Admittedly, this article has a clickbaity title.
Supposedly, there's no reason to think that OpenAI is using the benchmarks to train the models... Supposedly OpenAI promised that they don't use it, and Epoch AI says they have "holdout" problems that will be used in the real test...
Regarding training usage: We acknowledge that OpenAI does have access to a large fraction of FrontierMath problems and solutions, with the exception of a unseen-by-OpenAI hold-out set that enables us to independently verify model capabilities. However, we have a verbal agreement that these materials will not be used in model training.

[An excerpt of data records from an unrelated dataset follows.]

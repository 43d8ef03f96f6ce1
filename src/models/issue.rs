//! Issue entity model
//!
//! Domain-layer issue consumed by downstream aggregation. The temporal
//! columns are recomputed and fully overwritten on every extraction pass.

use sea_orm::ActiveModelBehavior;
use sea_orm::entity::prelude::*;
use sea_orm::prelude::DateTimeWithTimeZone;

#[derive(Clone, Debug, PartialEq, DeriveEntityModel)]
#[sea_orm(table_name = "issues")]
pub struct Model {
    #[sea_orm(primary_key, auto_increment = false)]
    pub connection_id: i64,

    #[sea_orm(primary_key, auto_increment = false)]
    pub issue_id: String,

    pub scope_id: String,
    pub issue_key: String,

    /// Standardized category, absent when the type is unmapped
    pub std_type: Option<String>,

    pub effective_start: DateTimeWithTimeZone,
    pub effective_stop: Option<DateTimeWithTimeZone>,
    pub duration_minutes: Option<i64>,

    pub updated_at: DateTimeWithTimeZone,
}

#[derive(Copy, Clone, Debug, EnumIter, DeriveRelation)]
pub enum Relation {}

impl ActiveModelBehavior for ActiveModel {}
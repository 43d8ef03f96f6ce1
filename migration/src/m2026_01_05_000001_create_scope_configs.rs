//! Migration to create the scope_configs table

use sea_orm_migration::prelude::*;

#[derive(DeriveMigrationName)]
pub struct Migration;

#[async_trait::async_trait]
impl MigrationTrait for Migration {
    async fn up(&self, manager: &SchemaManager) -> Result<(), DbErr> {
        manager
            .create_table(
                Table::create()
                    .table(ScopeConfigs::Table)
                    .if_not_exists()
                    .col(
                        ColumnDef::new(ScopeConfigs::ConnectionId)
                            .big_integer()
                            .not_null(),
                    )
                    .col(ColumnDef::new(ScopeConfigs::ScopeId).string().not_null())
                    .col(ColumnDef::new(ScopeConfigs::RemotelinkCommitShaPattern).string())
                    .col(ColumnDef::new(ScopeConfigs::TypeMappings).json_binary())
                    .col(
                        ColumnDef::new(ScopeConfigs::CreatedAt)
                            .timestamp_with_time_zone()
                            .not_null()
                            .default(Expr::current_timestamp()),
                    )
                    .col(
                        ColumnDef::new(ScopeConfigs::UpdatedAt)
                            .timestamp_with_time_zone()
                            .not_null()
                            .default(Expr::current_timestamp()),
                    )
                    .primary_key(
                        Index::create()
                            .col(ScopeConfigs::ConnectionId)
                            .col(ScopeConfigs::ScopeId),
                    )
                    .to_owned(),
            )
            .await
    }

    async fn down(&self, manager: &SchemaManager) -> Result<(), DbErr> {
        manager
            .drop_table(Table::drop().table(ScopeConfigs::Table).to_owned())
            .await
    }
}

#[derive(DeriveIden)]
enum ScopeConfigs {
    Table,
    ConnectionId,
    ScopeId,
    RemotelinkCommitShaPattern,
    TypeMappings,
    CreatedAt,
    UpdatedAt,
}
//! IssueField entity model
//!
//! Field metadata discovered from the remote system's schema API, one row per
//! field and scope.

use sea_orm::ActiveModelBehavior;
use sea_orm::entity::prelude::*;
use sea_orm::prelude::DateTimeWithTimeZone;

#[derive(Clone, Debug, PartialEq, DeriveEntityModel)]
#[sea_orm(table_name = "issue_fields")]
pub struct Model {
    #[sea_orm(primary_key, auto_increment = false)]
    pub connection_id: i64,

    #[sea_orm(primary_key, auto_increment = false)]
    pub scope_id: String,

    #[sea_orm(primary_key, auto_increment = false)]
    pub field_id: String,

    pub name: Option<String>,

    /// Declared schema type, e.g. `date`, `datetime`, `string`
    pub schema_type: Option<String>,

    pub updated_at: DateTimeWithTimeZone,
}

#[derive(Copy, Clone, Debug, EnumIter, DeriveRelation)]
pub enum Relation {}

impl ActiveModelBehavior for ActiveModel {}
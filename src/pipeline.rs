//! Subtask pipeline
//!
//! The reconciliation stages run as named subtasks against one scope. A run
//! executes the selected subtasks in registration order and stops at the
//! first failure.

use std::sync::Arc;
use std::time::Instant;

use async_trait::async_trait;
use metrics::histogram;
use sea_orm::DatabaseConnection;
use thiserror::Error;
use tracing::{Instrument, error, info, info_span};

use crate::dedup::{self, DedupError};
use crate::extraction::{self, ExtractionError, ExtractionSummary};
use crate::scope::ScopeKey;

/// Errors raised while running subtasks.
#[derive(Debug, Error)]
pub enum PipelineError {
    #[error("Subtask '{name}' not found")]
    UnknownSubtask { name: String },
    #[error("dedup failed: {0}")]
    Dedup(#[from] DedupError),
    #[error("extraction failed: {0}")]
    Extraction(#[from] ExtractionError),
}

/// Everything a subtask needs for one scope.
pub struct SubtaskContext<'a> {
    pub db: &'a DatabaseConnection,
    pub scope: ScopeKey,
}

/// What a finished subtask reports back.
#[derive(Debug, Clone, Copy, PartialEq, Eq)]
pub enum SubtaskOutcome {
    Deduplicated { deleted: u64 },
    Extracted(ExtractionSummary),
}

/// One reconciliation stage.
#[async_trait]
pub trait Subtask: Send + Sync {
    fn name(&self) -> &'static str;

    fn description(&self) -> &'static str;

    async fn run(&self, ctx: &SubtaskContext<'_>) -> Result<SubtaskOutcome, PipelineError>;
}

/// Collapses duplicate staged deployments.
pub struct DedupDeployments;

#[async_trait]
impl Subtask for DedupDeployments {
    fn name(&self) -> &'static str {
        "dedup_deployments"
    }

    fn description(&self) -> &'static str {
        "Delete duplicate staged deployments, keeping the most recent per key"
    }

    async fn run(&self, ctx: &SubtaskContext<'_>) -> Result<SubtaskOutcome, PipelineError> {
        let deleted = dedup::dedup_deployments(ctx.db, &ctx.scope).await?;
        Ok(SubtaskOutcome::Deduplicated { deleted })
    }
}

/// Derives issue categories and effective time windows.
pub struct ExtractIssues;

#[async_trait]
impl Subtask for ExtractIssues {
    fn name(&self) -> &'static str {
        "extract_issues"
    }

    fn description(&self) -> &'static str {
        "Classify staged issues and resolve their effective start, stop and duration"
    }

    async fn run(&self, ctx: &SubtaskContext<'_>) -> Result<SubtaskOutcome, PipelineError> {
        let summary = extraction::extract_issues(ctx.db, &ctx.scope).await?;
        Ok(SubtaskOutcome::Extracted(summary))
    }
}

/// Ordered set of subtasks. Dedup runs before extraction.
#[derive(Clone)]
pub struct SubtaskRegistry {
    subtasks: Vec<Arc<dyn Subtask>>,
}

impl SubtaskRegistry {
    pub fn new() -> Self {
        Self {
            subtasks: Vec::new(),
        }
    }

    /// Registry with every built-in subtask.
    pub fn builtin() -> Self {
        let mut registry = Self::new();
        registry.register(Arc::new(DedupDeployments));
        registry.register(Arc::new(ExtractIssues));
        registry
    }

    pub fn register(&mut self, subtask: Arc<dyn Subtask>) {
        self.subtasks.push(subtask);
    }

    pub fn list(&self) -> impl Iterator<Item = &Arc<dyn Subtask>> {
        self.subtasks.iter()
    }

    /// Resolve the subtasks to run. An empty selection means all of them.
    pub fn select(&self, names: &[String]) -> Result<Vec<Arc<dyn Subtask>>, PipelineError> {
        if let Some(unknown) = names
            .iter()
            .find(|n| !self.subtasks.iter().any(|s| s.name() == n.as_str()))
        {
            return Err(PipelineError::UnknownSubtask {
                name: unknown.clone(),
            });
        }

        Ok(self
            .subtasks
            .iter()
            .filter(|s| names.is_empty() || names.iter().any(|n| n == s.name()))
            .cloned()
            .collect())
    }

    /// Run the selected subtasks in registration order.
    pub async fn run(
        &self,
        ctx: &SubtaskContext<'_>,
        names: &[String],
    ) -> Result<Vec<(&'static str, SubtaskOutcome)>, PipelineError> {
        let selected = self.select(names)?;
        let mut outcomes = Vec::with_capacity(selected.len());

        for subtask in selected {
            let name = subtask.name();
            let span = info_span!(
                "subtask",
                subtask = name,
                connection_id = ctx.scope.connection_id,
                scope_id = %ctx.scope.scope_id
            );

            let started = Instant::now();
            let result = subtask.run(ctx).instrument(span).await;
            histogram!("reconciler_subtask_duration_seconds", "subtask" => name)
                .record(started.elapsed().as_secs_f64());

            match result {
                Ok(outcome) => {
                    info!(subtask = name, ?outcome, "Subtask finished");
                    outcomes.push((name, outcome));
                }
                Err(err) => {
                    error!(subtask = name, error = %err, "Subtask failed");
                    return Err(err);
                }
            }
        }

        Ok(outcomes)
    }
}

impl Default for SubtaskRegistry {
    fn default() -> Self {
        Self::new()
    }
}

#[cfg(test)]
mod tests {
    use super::*;

    #[test]
    fn builtin_order_runs_dedup_first() {
        let names: Vec<_> = SubtaskRegistry::builtin().list().map(|s| s.name()).collect();
        assert_eq!(names, vec!["dedup_deployments", "extract_issues"]);
    }

    #[test]
    fn empty_selection_means_all() {
        let selected = SubtaskRegistry::builtin().select(&[]).unwrap();
        assert_eq!(selected.len(), 2);
    }

    #[test]
    fn selection_keeps_registration_order() {
        let names = vec!["extract_issues".to_string(), "dedup_deployments".to_string()];
        let selected = SubtaskRegistry::builtin().select(&names).unwrap();
        assert_eq!(selected[0].name(), "dedup_deployments");
        assert_eq!(selected[1].name(), "extract_issues");
    }

    #[test]
    fn unknown_subtask_is_rejected() {
        let err = SubtaskRegistry::builtin()
            .select(&["collect_everything".to_string()])
            .err()
            .unwrap();
        assert!(
            matches!(err, PipelineError::UnknownSubtask { name } if name == "collect_everything")
        );
    }
}
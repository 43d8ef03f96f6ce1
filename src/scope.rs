//! Scope identity shared by every pipeline stage.

use std::fmt;

use crate::error::InvalidScope;

/// One external connection plus one remote resource (repository, board).
///
/// Identities of staged records are only unique within a scope.
#[derive(Debug, Clone, PartialEq, Eq, Hash)]
pub struct ScopeKey {
    pub connection_id: i64,
    pub scope_id: String,
}

impl ScopeKey {
    pub fn new<S: Into<String>>(connection_id: i64, scope_id: S) -> Self {
        Self {
            connection_id,
            scope_id: scope_id.into(),
        }
    }

    /// Both components are required: a positive connection id and a non-blank scope id.
    pub fn validate(&self) -> Result<(), InvalidScope> {
        if self.connection_id <= 0 {
            return Err(InvalidScope {
                field: "connection_id",
            });
        }
        if self.scope_id.trim().is_empty() {
            return Err(InvalidScope { field: "scope_id" });
        }
        Ok(())
    }
}

impl fmt::Display for ScopeKey {
    fn fmt(&self, f: &mut fmt::Formatter<'_>) -> fmt::Result {
        write!(f, "{}:{}", self.connection_id, self.scope_id)
    }
}

#[cfg(test)]
mod tests {
    use super::*;

    #[test]
    fn rejects_missing_components() {
        assert_eq!(
            ScopeKey::new(0, "repo").validate(),
            Err(InvalidScope {
                field: "connection_id"
            })
        );
        assert_eq!(
            ScopeKey::new(1, "  ").validate(),
            Err(InvalidScope { field: "scope_id" })
        );
        assert!(ScopeKey::new(1, "42").validate().is_ok());
    }

    #[test]
    fn displays_as_connection_and_scope() {
        assert_eq!(ScopeKey::new(3, "repo-9").to_string(), "3:repo-9");
    }
}
//! Migration to create the issue_fields table holding discovered field schemas

use sea_orm_migration::prelude::*;

#[derive(DeriveMigrationName)]
pub struct Migration;

#[async_trait::async_trait]
impl MigrationTrait for Migration {
    async fn up(&self, manager: &SchemaManager) -> Result<(), DbErr> {
        manager
            .create_table(
                Table::create()
                    .table(IssueFields::Table)
                    .if_not_exists()
                    .col(
                        ColumnDef::new(IssueFields::ConnectionId)
                            .big_integer()
                            .not_null(),
                    )
                    .col(ColumnDef::new(IssueFields::ScopeId).string().not_null())
                    .col(ColumnDef::new(IssueFields::FieldId).string().not_null())
                    .col(ColumnDef::new(IssueFields::Name).string())
                    .col(ColumnDef::new(IssueFields::SchemaType).string())
                    .col(
                        ColumnDef::new(IssueFields::UpdatedAt)
                            .timestamp_with_time_zone()
                            .not_null()
                            .default(Expr::current_timestamp()),
                    )
                    .primary_key(
                        Index::create()
                            .col(IssueFields::ConnectionId)
                            .col(IssueFields::ScopeId)
                            .col(IssueFields::FieldId),
                    )
                    .to_owned(),
            )
            .await
    }

    async fn down(&self, manager: &SchemaManager) -> Result<(), DbErr> {
        manager
            .drop_table(Table::drop().table(IssueFields::Table).to_owned())
            .await
    }
}

#[derive(DeriveIden)]
enum IssueFields {
    Table,
    ConnectionId,
    ScopeId,
    FieldId,
    Name,
    SchemaType,
    UpdatedAt,
}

Elliot Glazer (LinkedIn profile/Reddit profile), the lead mathematician at Epoch AI confirmed that OpenAI has the dataset and that they were allowed to use it to evaluate OpenAI’s o3 large language model, which is their next state of the art AI that’s referred to as a reasoning AI model. He offered his opinion that the high scores obtained by the o3 model are “legit” and that Epoch AI is conducting an independent evaluation to determine whether or not o3 had access to the FrontierMath dataset for training, which could cast the model’s high scores in a different light.
Personally, Sam Altman has always given me Samuel Bankman-Fried/Billy McFarland vibes. And, that's probably not fair. GPT can do some empirically incredible things, and if AI doesn't advance a single step further, the world will still be changed.
The optimistic side of me does genuinely hope that there's nothing to the story in this article, but stuff like this makes it hard not to be cynical.
Either way, I'm just not getting hyped about benchmarks.